TASK: All lines holding the string "PollInterval" should be copied from the data below.
*** DATA IN THIS EXERCISE Section Begins ***
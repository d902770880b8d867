use crate::common::fixtures::requester;
use discord_bot::utils::communication::deliver;
use serde_json::{Value, json};
use serenity::all::CreateMessage;
use serenity::http::{Http, HttpBuilder};
use wiremock::matchers::{method, path};
use wiremock::{Mock, MockServer, Request, ResponseTemplate};

fn client(server: &MockServer) -> Http {
    HttpBuilder::new("test-token")
        .proxy(server.uri())
        .ratelimiter_disabled(true)
        .build()
}

fn missing_permissions() -> ResponseTemplate {
    ResponseTemplate::new(403).set_body_json(json!({
        "code": 50013,
        "message": "Missing Permissions"
    }))
}

fn body(request: &Request) -> Value {
    serde_json::from_slice(&request.body).unwrap_or(Value::Null)
}

async fn requests_to(server: &MockServer, route: &str) -> Vec<Request> {
    server
        .received_requests()
        .await
        .unwrap_or_default()
        .into_iter()
        .filter(|request| request.url.path() == route)
        .collect()
}

#[tokio::test]
async fn forbidden_channel_falls_back_to_a_direct_message() {
    let server = MockServer::start().await;
    Mock::given(method("POST"))
        .and(path("/api/v10/channels/2000/messages"))
        .respond_with(missing_permissions())
        .expect(1)
        .mount(&server)
        .await;
    Mock::given(method("POST"))
        .and(path("/api/v10/users/@me/channels"))
        .respond_with(ResponseTemplate::new(200).set_body_json(json!({
            "id": "5000",
            "type": 1,
            "last_message_id": null,
            "recipients": [{
                "id": "4000",
                "username": "tester",
                "discriminator": "0",
                "global_name": null,
                "avatar": null
            }]
        })))
        .expect(1)
        .mount(&server)
        .await;
    Mock::given(method("POST"))
        .and(path("/api/v10/channels/5000/messages"))
        .respond_with(ResponseTemplate::new(500))
        .mount(&server)
        .await;

    let message = CreateMessage::new().content("Now playing: Song A");
    // The DM post answers 500, only the requests made on the way matter here.
    let _ = deliver(&client(&server), &requester(), message).await;

    let dm_channel = requests_to(&server, "/api/v10/users/@me/channels").await;
    assert_eq!(body(&dm_channel[0])["recipient_id"], json!("4000"));

    let direct = requests_to(&server, "/api/v10/channels/5000/messages").await;
    assert!(!direct.is_empty());
    let content = body(&direct[0])["content"].as_str().unwrap_or_default().to_string();
    assert!(content.starts_with("Hey, seems like I can't send any message in <#2000>"));
}

#[tokio::test]
async fn other_failures_are_returned_without_a_direct_message() {
    let server = MockServer::start().await;
    Mock::given(method("POST"))
        .and(path("/api/v10/channels/2000/messages"))
        .respond_with(ResponseTemplate::new(404).set_body_json(json!({
            "code": 10003,
            "message": "Unknown Channel"
        })))
        .mount(&server)
        .await;

    let message = CreateMessage::new().content("Now playing: Song A");
    let result = deliver(&client(&server), &requester(), message).await;

    assert!(result.is_err());
    assert!(requests_to(&server, "/api/v10/users/@me/channels").await.is_empty());
}
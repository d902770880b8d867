use super::*;

/// Add a song or a playlist to the queue, can be used with keyword and URLs.
#[poise::command(slash_command, prefix_command, guild_only, category = "Music")]
pub async fn add(
    ctx: Context<'_>,
    #[description = "URL or search query"]
    #[rest]
    query: String,
) -> CommandResult {
    ctx.defer().await?;
    let context = request_context(ctx)?;
    let session = ctx.data().music.session(context.guild_id);

    enqueue_query(ctx, &session, context, query.trim()).await
}
//! Runtime configuration read from the environment (and `.env`, via `dotenv`).

use std::env;
use std::str::FromStr;
use std::time::Duration;

use thiserror::Error;

/// Errors raised while reading the configuration.
#[derive(Error, Debug, PartialEq)]
pub enum ConfigError {
    #[error("Missing required variable {0}")]
    Missing(&'static str),

    #[error("Invalid value for {key}: {value:?}")]
    Invalid { key: &'static str, value: String },

    #[error("Inactivity poll interval must be non-zero and not exceed the timeout")]
    PollInterval,
}

/// Settings of the music subsystem.
#[derive(Debug, Clone, PartialEq)]
pub struct MusicSettings {
    /// Disconnect after this much accrued idle time.
    pub inactivity_timeout: Duration,
    /// How often the inactivity watchdog looks at the session.
    pub poll_interval: Duration,
    /// Volume applied to every track, `1.0` being unchanged.
    pub volume: f32,
    /// Result cap of the interactive `search` command.
    pub search_limit: usize,
}

impl Default for MusicSettings {
    fn default() -> Self {
        Self {
            inactivity_timeout: Duration::from_secs(600),
            poll_interval: Duration::from_secs(30),
            volume: 0.5,
            search_limit: 10,
        }
    }
}

#[derive(Debug, Clone, PartialEq)]
pub struct Config {
    pub discord_token: String,
    pub command_prefix: String,
    pub music: MusicSettings,
}

impl Config {
    /// Load the configuration from the process environment.
    pub fn from_env() -> Result<Self, ConfigError> {
        Self::from_lookup(|key| env::var(key).ok())
    }

    /// Load the configuration from an arbitrary key lookup.
    pub fn from_lookup<F>(lookup: F) -> Result<Self, ConfigError>
    where
        F: Fn(&str) -> Option<String>,
    {
        let discord_token = lookup("DISCORD_TOKEN")
            .filter(|token| !token.trim().is_empty())
            .ok_or(ConfigError::Missing("DISCORD_TOKEN"))?;

        let command_prefix = lookup("COMMAND_PREFIX").unwrap_or_else(|| "!".to_string());

        let defaults = MusicSettings::default();
        let music = MusicSettings {
            inactivity_timeout: parse_or(&lookup, "INACTIVITY_TIMEOUT_SECS", 600u64)
                .map(Duration::from_secs)?,
            poll_interval: parse_or(&lookup, "INACTIVITY_POLL_SECS", 30u64)
                .map(Duration::from_secs)?,
            volume: parse_or(&lookup, "DEFAULT_VOLUME", defaults.volume)?,
            search_limit: parse_or(&lookup, "SEARCH_RESULT_LIMIT", defaults.search_limit)?,
        };

        if music.poll_interval.is_zero() || music.poll_interval > music.inactivity_timeout {
            return Err(ConfigError::PollInterval);
        }
        if !(0.0..=2.0).contains(&music.volume) {
            return Err(ConfigError::Invalid {
                key: "DEFAULT_VOLUME",
                value: music.volume.to_string(),
            });
        }
        // Discord select menus hold at most 25 options.
        if music.search_limit == 0 || music.search_limit > 25 {
            return Err(ConfigError::Invalid {
                key: "SEARCH_RESULT_LIMIT",
                value: music.search_limit.to_string(),
            });
        }

        Ok(Self {
            discord_token,
            command_prefix,
            music,
        })
    }
}

fn parse_or<F, T>(lookup: &F, key: &'static str, default: T) -> Result<T, ConfigError>
where
    F: Fn(&str) -> Option<String>,
    T: FromStr,
{
    match lookup(key) {
        None => Ok(default),
        Some(value) => value
            .trim()
            .parse()
            .map_err(|_| ConfigError::Invalid { key, value }),
    }
}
*** DATA IN THIS EXERCISE Section Ends ***
RESULT OF THIS TASK:
    PollInterval,
            return Err(ConfigError::PollInterval);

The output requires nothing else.